We were exhausted, and I was playing victim.
Our employees weren’t listening. They were entitled. The economy was making it difficult to find people to work. The labor market was brutal. Nobody wanted to work hard. Our crew leaders were messing up the invoices. Our employees were boneheads and kept making mistakes that continued to affect our bottom line. On and on and on.
My partner finally looked at me. He had had enough. “This isn’t working, Nick. All we do is complain. We own this business. We hire everyone and tell everyone what to do. If things are bad, it’s because of us and our leadership. Next time we feel like complaining about how things are going, we need to take some ownership and look in the mirror. We are the leaders of this business.”
From that moment on he didn’t let me complain without telling me that it was MY FAULT. And he told me that pretty much every day. That year we did about a half million in revenue at colleges and made about $100,000 in all-in profit. It was the most stressful year of my life, but when it was all said and done, we took ownership. We decided that it wasn’t our employees’ fault. Or the economy. Or the labor market.
It was OUR fault because of our outlook on hiring.
All the stress was our fault. The missed appointments. The employees who didn’t show up for work. The broken down vehicles. The unhappy customers. All of the stress was because of us and our poor planning, training, systems and leadership. That was a hard pill for me to swallow.
But this mindset shift changed everything for me.
Ask the average business owner what their biggest problem is and they’ll undoubtedly point to their employees and their recruiting.
“I can’t find anybody who wants to work.”
“Americans are lazy and they’re getting paid to sit on the couch.”
“The labor market is brutal.”
These business owners are playing victim. They are blaming somebody else for their problems. And they will never be successful.
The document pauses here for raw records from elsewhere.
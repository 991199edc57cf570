//! BinderRegistry - runtime resolution and dispatch of generated binders
//!
//! The registration table is populated by the `register` functions the
//! synthesis pass emits next to each generated binder. Resolution happens
//! once per target type and is cached; types with no generated binder
//! cache a single shared no-op resolution so repeated lookups
//! short-circuit.

use std::any::{Any, TypeId};
use std::collections::HashMap;
use std::sync::{Arc, Mutex};

use tracing::{debug, instrument};

use crate::{RuntimeError, SensorContext};

/// The contract every generated binder implements
///
/// State machine: `Unbound -> Bound` on `bind`, `Bound -> Unbound` on
/// `unbind`. Calling `bind` twice without an intervening `unbind`
/// double-registers listeners; that is the caller's responsibility.
/// Disposal is dropping the instance.
pub trait SensorBinder<T: ?Sized>: Send {
    /// Register all listener wrappers for the target
    fn bind(&mut self, target: &Arc<T>);

    /// Unregister all listener wrappers
    fn unbind(&mut self);
}

/// Shared placeholder for types that declare no bindings
///
/// Never driven; exists so the cache entry for a binding-free type is a
/// single reference-identical value.
#[derive(Debug)]
pub struct NoOpBinder;

trait ErasedBinder: Send {
    fn bind_any(&mut self, target: &(dyn Any + Send + Sync)) -> Result<(), RuntimeError>;
    fn unbind(&mut self);
}

struct TypedBinder<T: Send + Sync + 'static> {
    inner: Box<dyn SensorBinder<T>>,
}

impl<T: Send + Sync + 'static> ErasedBinder for TypedBinder<T> {
    fn bind_any(&mut self, target: &(dyn Any + Send + Sync)) -> Result<(), RuntimeError> {
        let target = target
            .downcast_ref::<Arc<T>>()
            .ok_or_else(RuntimeError::type_mismatch::<T>)?;
        self.inner.bind(target);
        Ok(())
    }

    fn unbind(&mut self) {
        self.inner.unbind();
    }
}

type ErasedFactory = dyn Fn(&SensorContext, &(dyn Any + Send + Sync)) -> Result<Box<dyn ErasedBinder>, RuntimeError>
    + Send
    + Sync;

#[derive(Clone)]
enum Resolution {
    Factory(Arc<ErasedFactory>),
    NoOp(Arc<NoOpBinder>),
}

/// Process-wide registry of generated binder factories
///
/// Concurrent binds for different target types are independent; the
/// resolution for one type happens-before any reuse of its cache entry
/// (both maps are mutex-guarded).
pub struct BinderRegistry {
    resolutions: Mutex<HashMap<TypeId, Resolution>>,
    bound: Mutex<HashMap<(TypeId, usize), Box<dyn ErasedBinder>>>,
    noop: Arc<NoOpBinder>,
}

impl BinderRegistry {
    /// Create an empty registry
    pub fn new() -> Self {
        Self {
            resolutions: Mutex::new(HashMap::new()),
            bound: Mutex::new(HashMap::new()),
            noop: Arc::new(NoOpBinder),
        }
    }

    /// Register the binder factory for a target type
    ///
    /// Called by the generated `register` functions; a later registration
    /// for the same type replaces the earlier one.
    pub fn register<T, F>(&self, factory: F)
    where
        T: Send + Sync + 'static,
        F: Fn(&SensorContext, &Arc<T>) -> Box<dyn SensorBinder<T>> + Send + Sync + 'static,
    {
        let erased: Arc<ErasedFactory> = Arc::new(move |context, any| {
            let target = any
                .downcast_ref::<Arc<T>>()
                .ok_or_else(RuntimeError::type_mismatch::<T>)?;
            Ok(Box::new(TypedBinder {
                inner: factory(context, target),
            }) as Box<dyn ErasedBinder>)
        });

        self.resolutions
            .lock()
            .unwrap()
            .insert(TypeId::of::<T>(), Resolution::Factory(erased));

        debug!(target_type = %std::any::type_name::<T>(), "binder factory registered");
    }

    /// Construct and drive a binder for the target instance
    ///
    /// One binder instance per call; only the factory resolution is
    /// cached. Binding a type with no registered factory is a no-op.
    #[instrument(
        name = "binder_registry_bind",
        skip(self, target, context),
        fields(target_type = %std::any::type_name::<T>())
    )]
    pub fn bind<T>(&self, target: &Arc<T>, context: &SensorContext) -> Result<(), RuntimeError>
    where
        T: Send + Sync + 'static,
    {
        match self.resolve(TypeId::of::<T>()) {
            Resolution::NoOp(_) => {
                debug!("no bindings declared, using shared no-op binder");
                Ok(())
            }
            Resolution::Factory(factory) => {
                let mut binder = (factory.as_ref())(context, target)?;
                binder.bind_any(target)?;
                self.bound
                    .lock()
                    .unwrap()
                    .insert(instance_key::<T>(target), binder);
                debug!("binder bound");
                Ok(())
            }
        }
    }

    /// Retrieve the binder bound to the target instance and unbind it
    #[instrument(
        name = "binder_registry_unbind",
        skip(self, target),
        fields(target_type = %std::any::type_name::<T>())
    )]
    pub fn unbind<T>(&self, target: &Arc<T>) -> Result<(), RuntimeError>
    where
        T: Send + Sync + 'static,
    {
        let binder = self.bound.lock().unwrap().remove(&instance_key::<T>(target));

        match binder {
            Some(mut binder) => {
                binder.unbind();
                debug!("binder unbound");
                Ok(())
            }
            // Unbinding a binding-free type mirrors the no-op bind.
            None if matches!(self.resolve(TypeId::of::<T>()), Resolution::NoOp(_)) => Ok(()),
            None => Err(RuntimeError::not_bound::<T>()),
        }
    }

    fn resolve(&self, type_id: TypeId) -> Resolution {
        let mut resolutions = self.resolutions.lock().unwrap();
        resolutions
            .entry(type_id)
            .or_insert_with(|| Resolution::NoOp(Arc::clone(&self.noop)))
            .clone()
    }
}

impl Default for BinderRegistry {
    fn default() -> Self {
        Self::new()
    }
}

fn instance_key<T>(target: &Arc<T>) -> (TypeId, usize)
where
    T: Send + Sync + 'static,
{
    (TypeId::of::<T>(), Arc::as_ptr(target) as usize)
}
There are electrical contractors with hundreds of employees. How do they recruit and find workers?
Walmart has over 1,000,000 low skilled employees. How do they recruit and staff that many people? There are companies that WIN in every industry. How do they do it? They sure as hell don’t do it by blaming the labor market and playing victim. They do what they have to do and they make it happen.
At the beginning, I thought I was a great leader and manager. Unfortunately, most people do. But while that confidence in myself and my abilities was what kept me going when things got hard, it also made it harder at first for me to accept the cold, hard truth about hiring. If your employees quit—it is on you. Your employee makes a bad decision—you could have communicated better. Your business loses money because of an employee’s mistake—it is because of your poor leadership.
This world is full of business owners who are victims and complain about their people and their hiring. But victims never win. They never make it happen. They don’t adjust course and push to improve themselves. They sit back and helplessly wait for the world to come to them.
But successful people take extreme ownership over negative events. They have humility and admit mistakes. They adjust. They improve. They ignore the news cycle full of negativity and external factors they can’t control.
When business owners complain about hiring I sometimes can’t hold my tongue. “Yeah, it’s brutal out there. How much of your marketing budget goes towards recruiting and hiring?”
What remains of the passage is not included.